Some studies [19, 26, 27] believe that hepatitis B infection (HBsAg+) can promote the occurrence of ICC. However, in our study, there is no significant relationship between hepatitis B infection (HBsAg+) and the occurrence of ICC, and a previous study of China  expressed the same point of view as ours. It is reported that both diabetes and alcohol drinking are related to the development of ICC [18, 28], but no obvious relationship between them was found in this study. The possible reason is that the patients selected in this study are those who have received biliary surgery in the past, different from those in other researches. In addition, appeal studies are mostly performed in the Western countries, and the specific situation in China may be different.

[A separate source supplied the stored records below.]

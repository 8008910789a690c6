// Copyright (C) 2026  Caprica Software Limited
//
// This program is free software: you can redistribute it and/or modify
// it under the terms of the GNU General Public License as published by
// the Free Software Foundation, either version 3 of the License, or
// (at your option) any later version.
//
// This program is distributed in the hope that it will be useful,
// but WITHOUT ANY WARRANTY; without even the implied warranty of
// MERCHANTABILITY or FITNESS FOR A PARTICULAR PURPOSE.  See the
// GNU General Public License for more details.
//
// You should have received a copy of the GNU General Public License
// along with this program.  If not, see <https://www.gnu.org/licenses/>.

//! View-session state.
//!
//! This module provides the owned holder for everything a single page view
//! displays: the current [`TableModel`] and the displayed-songs cache that
//! bulk actions read. Both are replaced together on every successful push,
//! and neither outlives the view.

use crate::model::{TableModel, Track};

/// State for the current page view.
///
/// The displayed-songs cache is a copy of the table's items taken at install
/// time; bulk-play commands serialize it directly instead of walking the
/// rendered table again.
pub(crate) struct ViewSession {
    table: TableModel,
    displayed: Vec<Track>,
}

impl ViewSession {
    pub(crate) fn new() -> Self {
        Self {
            table: TableModel::default(),
            displayed: vec![],
        }
    }

    /// Replaces the current table model and overwrites the displayed-songs
    /// cache in lockstep.
    pub(crate) fn install(&mut self, model: TableModel) {
        self.displayed = model.items.clone();
        self.table = model;
    }

    pub(crate) fn table(&self) -> &TableModel {
        &self.table
    }

    pub(crate) fn displayed_tracks(&self) -> Vec<Track> {
        self.displayed.clone()
    }

    /// Ids of the displayed songs, in display order. Rows whose identifier
    /// never resolved are skipped.
    pub(crate) fn displayed_ids(&self) -> Vec<i64> {
        self.displayed.iter().filter_map(|track| track.id).collect()
    }
}

#[cfg(test)]
mod tests {
    use super::*;
    use crate::model::{PayloadKind, normalize::normalize};
    use serde_json::json;

    #[test]
    fn install_copies_items_into_the_cache() {
        let payload = json!({"name": "p", "tracks": [{"id": 10}, {"id": 20}, {"id": 30}]});
        let model = normalize(PayloadKind::Playlist, &payload).unwrap();

        let mut session = ViewSession::new();
        session.install(model);

        let cached = session.displayed_tracks();
        assert_eq!(cached.len(), session.table().items.len());
        let cached_ids: Vec<_> = cached.iter().map(|t| t.id).collect();
        let table_ids: Vec<_> = session.table().items.iter().map(|t| t.id).collect();
        assert_eq!(cached_ids, table_ids);
    }

    #[test]
    fn install_overwrites_the_previous_view() {
        let mut session = ViewSession::new();

        let first = normalize(PayloadKind::Search, &json!([{"id": 1}, {"id": 2}])).unwrap();
        session.install(first);
        let second = normalize(PayloadKind::Search, &json!([{"id": 9}])).unwrap();
        session.install(second);

        assert_eq!(session.displayed_ids(), vec![9]);
        assert_eq!(session.table().count, 1);
    }

    #[test]
    fn unresolved_ids_are_skipped_in_the_id_list() {
        let payload = json!([{"id": 10}, {"id": "nope"}, {"id": 30}]);
        let model = normalize(PayloadKind::Search, &payload).unwrap();

        let mut session = ViewSession::new();
        session.install(model);

        assert_eq!(session.displayed_ids(), vec![10, 30]);
        assert_eq!(session.displayed_tracks().len(), 3);
    }
}
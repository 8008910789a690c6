// Copyright (C) 2026  Caprica Software Limited
//
// This program is free software: you can redistribute it and/or modify
// it under the terms of the GNU General Public License as published by
// the Free Software Foundation, either version 3 of the License, or
// (at your option) any later version.
//
// This program is distributed in the hope that it will be useful,
// but WITHOUT ANY WARRANTY; without even the implied warranty of
// MERCHANTABILITY or FITNESS FOR A PARTICULAR PURPOSE.  See the
// GNU General Public License for more details.
//
// You should have received a copy of the GNU General Public License
// along with this program.  If not, see <https://www.gnu.org/licenses/>.

//! Inbound host pushes.
//!
//! The host drives the view by pushing newline-delimited JSON envelopes of
//! the form `{"push": <kind>, "payload": ...}` over its connection. A reader
//! thread parses each line and forwards it to the main event loop; table
//! payloads travel with their kind string untouched so that the push handler
//! is the single place where an unsupported kind is rejected.

use std::{
    io::{BufRead, BufReader, Read},
    sync::mpsc::Sender,
    thread,
};

use log::{debug, warn};
use serde::Deserialize;
use serde_json::Value;

use crate::events::AppEvent;

/// One push from the host, as it appears on the wire.
#[derive(Debug, Deserialize)]
pub(crate) struct PushEnvelope {
    pub(crate) push: String,
    #[serde(default)]
    pub(crate) payload: Value,
}

#[derive(Debug, Deserialize)]
struct VideoPayload {
    url: String,
}

#[derive(Debug, Deserialize)]
struct LogPayload {
    text: String,
}

/// Spawns a background thread that reads host pushes line by line.
///
/// The thread runs until the connection closes or the event channel is
/// dropped. Unreadable lines are logged and skipped; a bad push never takes
/// the view down.
pub(crate) fn spawn_host_reader<R: Read + Send + 'static>(reader: R, event_tx: Sender<AppEvent>) {
    thread::spawn(move || {
        let reader = BufReader::new(reader);
        for line in reader.lines() {
            let line = match line {
                Ok(line) => line,
                Err(_) => break,
            };
            if line.trim().is_empty() {
                continue;
            }

            let envelope: PushEnvelope = match serde_json::from_str(&line) {
                Ok(envelope) => envelope,
                Err(e) => {
                    warn!("unreadable host push: {e}");
                    continue;
                }
            };

            if let Some(event) = push_event(envelope) {
                if event_tx.send(event).is_err() {
                    break;
                }
            }
        }
    });
}

/// Maps a push envelope to an application event.
///
/// `video` and `log` pushes are passthroughs handled before normalization;
/// everything else is a table payload and is forwarded with its raw kind.
pub(crate) fn push_event(envelope: PushEnvelope) -> Option<AppEvent> {
    match envelope.push.as_str() {
        "video" => match serde_json::from_value::<VideoPayload>(envelope.payload) {
            Ok(video) => Some(AppEvent::ShowVideo(video.url)),
            Err(_) => {
                debug!("video push without a url, ignored");
                None
            }
        },
        "log" => match serde_json::from_value::<LogPayload>(envelope.payload) {
            Ok(log) => Some(AppEvent::HostLog(log.text)),
            Err(_) => None,
        },
        _ => Some(AppEvent::HostPush {
            kind: envelope.push,
            payload: envelope.payload,
        }),
    }
}
use crate::{apply_filter, sanitize, FilterError, FilterSpec, Record, SanitizePolicy};

/// Filters then sanitizes, returning the records that would be opened.
pub fn select_records(
    records: &[Record],
    spec: &FilterSpec,
    policy: SanitizePolicy,
) -> Result<Vec<Record>, FilterError> {
    let selected = apply_filter(records, spec)?;
    Ok(sanitize(selected, policy))
}

/// The ordered URL list handed to the dispatch gate.
pub fn run_pipeline(
    records: &[Record],
    spec: &FilterSpec,
    policy: SanitizePolicy,
) -> Result<Vec<String>, FilterError> {
    Ok(select_records(records, spec, policy)?
        .into_iter()
        .map(Record::into_url)
        .collect())
}
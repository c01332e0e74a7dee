use std::sync::mpsc::{self, RecvTimeoutError};
use std::sync::Arc;
use std::thread;
use std::time::Duration;

use urlbatch_logging::urlbatch_info;

use crate::dispatch::{launch_paced, Pacer};
use crate::BrowserLauncher;

#[derive(Debug, Clone, PartialEq, Eq)]
pub enum DispatchEvent {
    Opened { index: usize, url: String },
    Finished { opened: usize, cancelled: bool },
}

/// Opens a batch of URLs on a worker thread so the caller stays responsive.
///
/// Launches stay sequential and at least `delay` apart. [`DispatchHandle::cancel`]
/// stops the run before the next launch; dropping the handle lets it finish.
pub struct DispatchHandle {
    cancel_tx: mpsc::Sender<()>,
    event_rx: mpsc::Receiver<DispatchEvent>,
}

impl DispatchHandle {
    pub fn spawn(urls: Vec<String>, delay: Duration, launcher: Arc<dyn BrowserLauncher>) -> Self {
        let (cancel_tx, cancel_rx) = mpsc::channel();
        let (event_tx, event_rx) = mpsc::channel();

        thread::spawn(move || {
            urlbatch_info!("Opening {} links, {:?} apart", urls.len(), delay);
            let pacer = CancellablePacer { cancel_rx };
            let report = launch_paced(&urls, delay, launcher.as_ref(), &pacer, |index, url| {
                let _ = event_tx.send(DispatchEvent::Opened {
                    index,
                    url: url.to_string(),
                });
            });
            let _ = event_tx.send(DispatchEvent::Finished {
                opened: report.opened,
                cancelled: report.cancelled,
            });
        });

        Self {
            cancel_tx,
            event_rx,
        }
    }

    pub fn cancel(&self) {
        let _ = self.cancel_tx.send(());
    }

    pub fn try_recv(&self) -> Option<DispatchEvent> {
        self.event_rx.try_recv().ok()
    }

    /// Blocks for the next event; `None` once the worker is gone.
    pub fn recv(&self) -> Option<DispatchEvent> {
        self.event_rx.recv().ok()
    }
}

struct CancellablePacer {
    cancel_rx: mpsc::Receiver<()>,
}

impl Pacer for CancellablePacer {
    fn pause(&self, delay: Duration) -> bool {
        match self.cancel_rx.recv_timeout(delay) {
            Ok(()) => false,
            Err(RecvTimeoutError::Timeout) => true,
            // Handle dropped: keep pacing without a way to cancel.
            Err(RecvTimeoutError::Disconnected) => {
                thread::sleep(delay);
                true
            }
        }
    }
}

Since the study was a single-center retrospective analysis, it may have its own shortcomings, which needs to be confirmed by further multicenter and large-sample research, and the lack of external verification of the nomogram may affect its large-scale application to some extent. Nevertheless, based on the results of the appeal study, we have established a novel and a practical nomogram to predict the risk of ICC in patients underwent previous biliary surgery for gallstones with good sensitivity and specificity. The nomogram has good prediction ability (AUC = 0.753). To the best of our knowledge, this is the first nomogram to predict the risk of ICC in patients with previous biliary tract surgery for gallstones, which is of certain significance in predicting the incidence of ICC in such patients.